The audience also wants to see Obama – and themselves – as the antithesis of Bush, who was widely deemed by Democrats and media professionals to be stupid and easily manipulated, said Fern. That desire helps to explain the extravagant depiction of Obama’s intelligence, empathy and professional accomplishments, Fern said.

“Starting the first thing in the morning and going late into the night, this is a man who is hunched over briefing books,” she said at a $1 million fundraiser in Westwood, near Beverly Hills, that was attended by about 350 professionals and Hollywood celebrities, including Ellen Degeneres, Portia DeRossi, Drew Barrymore, Vanessa Williams and Brian Grazer. “He reads every single word.  He is gifted. He is able to retain, make notes, ask questions.  He knows more than the people briefing him.  This man is special because all those wins and losses, they’re not wins and losses for him.  They’re wins and losses for the folks whose stories he carries with him, the folks he worries about and prays about before he goes to bed at night,” Ms. Obama said.

This flattering message could be undermined by joking about the President or the First Lady, said Fern. “They don’t want people to see them as jokers,” and the audience doesn’t want to see their leader and role model serve as the butt of jokes, Fern said.

The accuracy of Ms. Obama’s depiction of the President’s workload and judgment is questionable. For example, the President has played at least 70 games of golf since inauguration day in January 2009. His judgments about political developments in the Middle East have not been in sync with actual events, and his domestic economic policies have been accompanied by an unemployment rate of at least 9.1 percent, a trillion-dollar annual deficit, and declining poll-numbers.
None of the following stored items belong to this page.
//! Request validation. Pure: no I/O, no side effects.

use std::{num::NonZeroUsize, sync::Arc, time::Duration};

use courier_common::{AddressError, Mailbox, RelayConfig};

use crate::{
    config::ValidationLimits,
    error::ValidationError,
    types::{
        Attachment, DispatchRequest, MessageEnvelope, SingleMessageRequest,
        ValidatedRequest, ValidatedSingle,
    },
};

const DEFAULT_BATCH_SIZE: usize = 10;
const DEFAULT_PAUSE: Duration = Duration::from_millis(1000);

type Result<T> = std::result::Result<T, ValidationError>;

/// Checks requests against [`ValidationLimits`] and applies defaults.
#[derive(Debug, Clone, Default)]
pub struct Validator {
    limits: ValidationLimits,
}

impl Validator {
    #[must_use]
    pub const fn new(limits: ValidationLimits) -> Self {
        Self { limits }
    }

    #[must_use]
    pub const fn limits(&self) -> &ValidationLimits {
        &self.limits
    }

    /// Host present and port within 1..=65535.
    pub fn validate_relay(&self, relay: &RelayConfig) -> Result<()> {
        if relay.host.trim().is_empty() {
            return Err(ValidationError::new("smtp.host", "is required"));
        }
        if !(1..=65535).contains(&relay.port) {
            return Err(ValidationError::new(
                "smtp.port",
                format!("{} is outside 1..=65535", relay.port),
            ));
        }
        Ok(())
    }

    /// Validates a bulk request and fills in defaults: individual mode,
    /// batches of 10, one second between batches.
    pub fn validate(
        &self,
        relay: &RelayConfig,
        request: DispatchRequest,
    ) -> Result<ValidatedRequest> {
        self.validate_relay(relay)?;

        if request.recipients.is_empty() {
            return Err(ValidationError::new(
                "recipients",
                "at least one recipient is required",
            ));
        }
        let recipients = self.addresses("recipients", &request.recipients)?;
        self.check_recipient_count(recipients.len())?;

        let batch_size = match request.batch_size {
            None => DEFAULT_BATCH_SIZE.min(self.limits.max_batch_size.max(1)),
            Some(size) if size > self.limits.max_batch_size => {
                return Err(ValidationError::new(
                    "batchSize",
                    format!("must be at most {}", self.limits.max_batch_size),
                ));
            }
            Some(size) => size,
        };
        let batch_size = NonZeroUsize::new(batch_size)
            .ok_or_else(|| ValidationError::new("batchSize", "must be at least 1"))?;

        let (sender, display_name) = sender(relay, request.from.as_deref())?;
        let subject = subject(request.subject)?;

        let body = request.body.normalised();
        if body.is_empty() {
            return Err(ValidationError::new(
                "body",
                "a text or html body is required",
            ));
        }

        self.check_attachments(&request.attachments)?;

        Ok(ValidatedRequest {
            sender,
            display_name,
            recipients,
            subject,
            body,
            attachments: Arc::from(request.attachments),
            mode: request.mode.unwrap_or_default(),
            batch_size,
            pause: request.pause.unwrap_or(DEFAULT_PAUSE),
        })
    }

    /// Validates a single message with explicit To, Cc and Bcc lists.
    pub fn validate_single(
        &self,
        relay: &RelayConfig,
        request: SingleMessageRequest,
    ) -> Result<ValidatedSingle> {
        self.validate_relay(relay)?;

        if request.to.is_empty() {
            return Err(ValidationError::new("to", "at least one recipient is required"));
        }
        let to = self.addresses("to", &request.to)?;
        let cc = self.addresses("cc", &request.cc)?;
        let bcc = self.addresses("bcc", &request.bcc)?;
        self.check_recipient_count(to.len() + cc.len() + bcc.len())?;

        let (sender, display_name) = sender(relay, request.from.as_deref())?;
        let subject = subject(request.subject)?;

        let body = request.body.normalised();
        if body.is_empty() {
            return Err(ValidationError::new(
                "body",
                "a text or html body is required",
            ));
        }

        self.check_attachments(&request.attachments)?;

        Ok(ValidatedSingle {
            envelope: MessageEnvelope {
                sender,
                display_name,
                to,
                cc,
                bcc,
                subject,
                body,
                attachments: Arc::from(request.attachments),
            },
        })
    }

    /// Trims each address and checks its syntax. Order and duplicates are kept.
    #[allow(clippy::unused_self)]
    fn addresses(&self, field: &str, addresses: &[String]) -> Result<Vec<String>> {
        addresses
            .iter()
            .enumerate()
            .map(|(index, address)| {
                let trimmed = address.trim();
                Mailbox::parse(trimmed)
                    .map(|_| trimmed.to_string())
                    .map_err(|err| invalid_address(&format!("{field}[{index}]"), trimmed, &err))
            })
            .collect()
    }

    fn check_recipient_count(&self, count: usize) -> Result<()> {
        if count > self.limits.max_recipients {
            return Err(ValidationError::new(
                "recipients",
                format!(
                    "{count} recipients exceeds the limit of {}",
                    self.limits.max_recipients
                ),
            ));
        }
        Ok(())
    }

    fn check_attachments(&self, attachments: &[Attachment]) -> Result<()> {
        if attachments.len() > self.limits.max_attachments {
            return Err(ValidationError::new(
                "attachments",
                format!(
                    "{} attachments exceeds the limit of {}",
                    attachments.len(),
                    self.limits.max_attachments
                ),
            ));
        }

        let mut total = 0usize;
        for (index, attachment) in attachments.iter().enumerate() {
            if attachment.filename.trim().is_empty() {
                return Err(ValidationError::new(
                    format!("attachments[{index}].filename"),
                    "is required",
                ));
            }
            if attachment.data.len() > self.limits.max_attachment_bytes {
                return Err(ValidationError::new(
                    format!("attachments[{index}]"),
                    format!(
                        "{} is {} bytes, the limit is {}",
                        attachment.filename,
                        attachment.data.len(),
                        self.limits.max_attachment_bytes
                    ),
                ));
            }
            if attachment.content_type.contains(char::is_control) {
                return Err(ValidationError::new(
                    format!("attachments[{index}].contentType"),
                    "must not contain control characters",
                ));
            }
            if !self.content_type_allowed(&attachment.content_type) {
                return Err(ValidationError::new(
                    format!("attachments[{index}].contentType"),
                    format!("{} is not an accepted file type", attachment.content_type),
                ));
            }
            total = total.saturating_add(attachment.data.len());
        }

        if total > self.limits.max_total_attachment_bytes {
            return Err(ValidationError::new(
                "attachments",
                format!(
                    "{total} bytes in total exceeds the limit of {}",
                    self.limits.max_total_attachment_bytes
                ),
            ));
        }

        Ok(())
    }

    fn content_type_allowed(&self, content_type: &str) -> bool {
        if self.limits.allowed_content_types.is_empty() {
            return true;
        }

        let essence = content_type
            .split(';')
            .next()
            .unwrap_or_default()
            .trim();
        self.limits
            .allowed_content_types
            .iter()
            .any(|allowed| allowed.eq_ignore_ascii_case(essence))
    }
}

fn invalid_address(field: &str, address: &str, err: &AddressError) -> ValidationError {
    ValidationError::new(field, format!("'{address}' is not a valid email address: {err}"))
}

fn subject(subject: String) -> Result<String> {
    if subject.trim().is_empty() {
        Err(ValidationError::new("subject", "is required"))
    } else {
        Ok(subject)
    }
}

/// The envelope sender and the display name for the From header.
///
/// `from` may be a bare mailbox or `Name <mailbox>`; without it the relay
/// principal is used. A name in `from` wins over the relay display name.
fn sender(relay: &RelayConfig, from: Option<&str>) -> Result<(String, Option<String>)> {
    let relay_name = relay
        .display_name
        .as_ref()
        .map(|name| name.trim().to_string())
        .filter(|name| !name.is_empty());

    let from = from.map(str::trim).filter(|from| !from.is_empty());
    let Some(from) = from else {
        if relay.principal.trim().is_empty() {
            return Err(ValidationError::new(
                "from",
                "a sender address is required when the relay has no principal",
            ));
        }
        let principal = relay.principal.trim();
        Mailbox::parse(principal).map_err(|err| invalid_address("smtp.username", principal, &err))?;
        return Ok((principal.to_string(), relay_name));
    };

    if let Some(open) = from.rfind('<')
        && let Some(address) = from[open + 1..].strip_suffix('>')
    {
        let address = address.trim();
        Mailbox::parse(address).map_err(|err| invalid_address("from", address, &err))?;

        let name = from[..open].trim().trim_matches('"').trim();
        let name = (!name.is_empty()).then(|| name.to_string()).or(relay_name);
        Ok((address.to_string(), name))
    } else {
        Mailbox::parse(from).map_err(|err| invalid_address("from", from, &err))?;
        Ok((from.to_string(), relay_name))
    }
}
Yet Ms. Obama’s statements may be sincere because they match statements attributed to the President, and the praise by the president’s supporters.

In 2007, for example, Obama reportedly told his future political director, Patrick Gaspard, that “I think that I’m a better speechwriter than my speechwriters. I know more about policies on any particular issue than my policy directors. And I’ll tell you right now that I’m gonna think I’m a better political director than my political director.” That description came from Gaspard, who was interviewed by New Yorker author Ryan Lizza for a November 2008 article.

In 2010, Peter Baker, a writer for the New York Times, reported that “one prominent Democratic lawmaker told me Obama’s problem is that he is not insecure — he always believes he is the smartest person in any room and never feels the sense of panic that makes a good politician run scared all the time.”

In an April 2009 article headlined “Obama’s Enchanting Quizfest,” Tom Shales, then the Washington Post’s TV critic, declared that “he’s not the student who wears a button that says, ‘Smartest kid in class,’ but clearly he is, at least when surrounded by the White House press corps.”

The first family’s race is also relevant, said Fern, because Ms. Obama likely feels under intense pressure to avoid any mistakes that would make her or her husband look bad and also embarrass their supporters. “He’s the first African-American president… [so she wants to show] he can handle this, he is that smart and that dedicated,” Fern said.

Ms. Obama, like many all other political advocates, repeats her messages many times, much to the irritation of reporters, said Fern. That’s partly because even loud and sharp messages delivered inside the Beltway may barely be noticed if they reach Texas or California, she said. Ms. Bush would give speeches on a single theme for three months straight, Fern said, because “you have to hammer a message home to the public.”

Whatever the merits or faults of her speeches, the public won’t object to Ms. Obama’s shameless promotion of the President, and won’t quibble with the accuracy of her personal anecdotes, said Fern. That’s because she’s his wife, not his Vice President or one of his cabinet secretaries, said Fern. “She’s the only one who can technically get away with it.”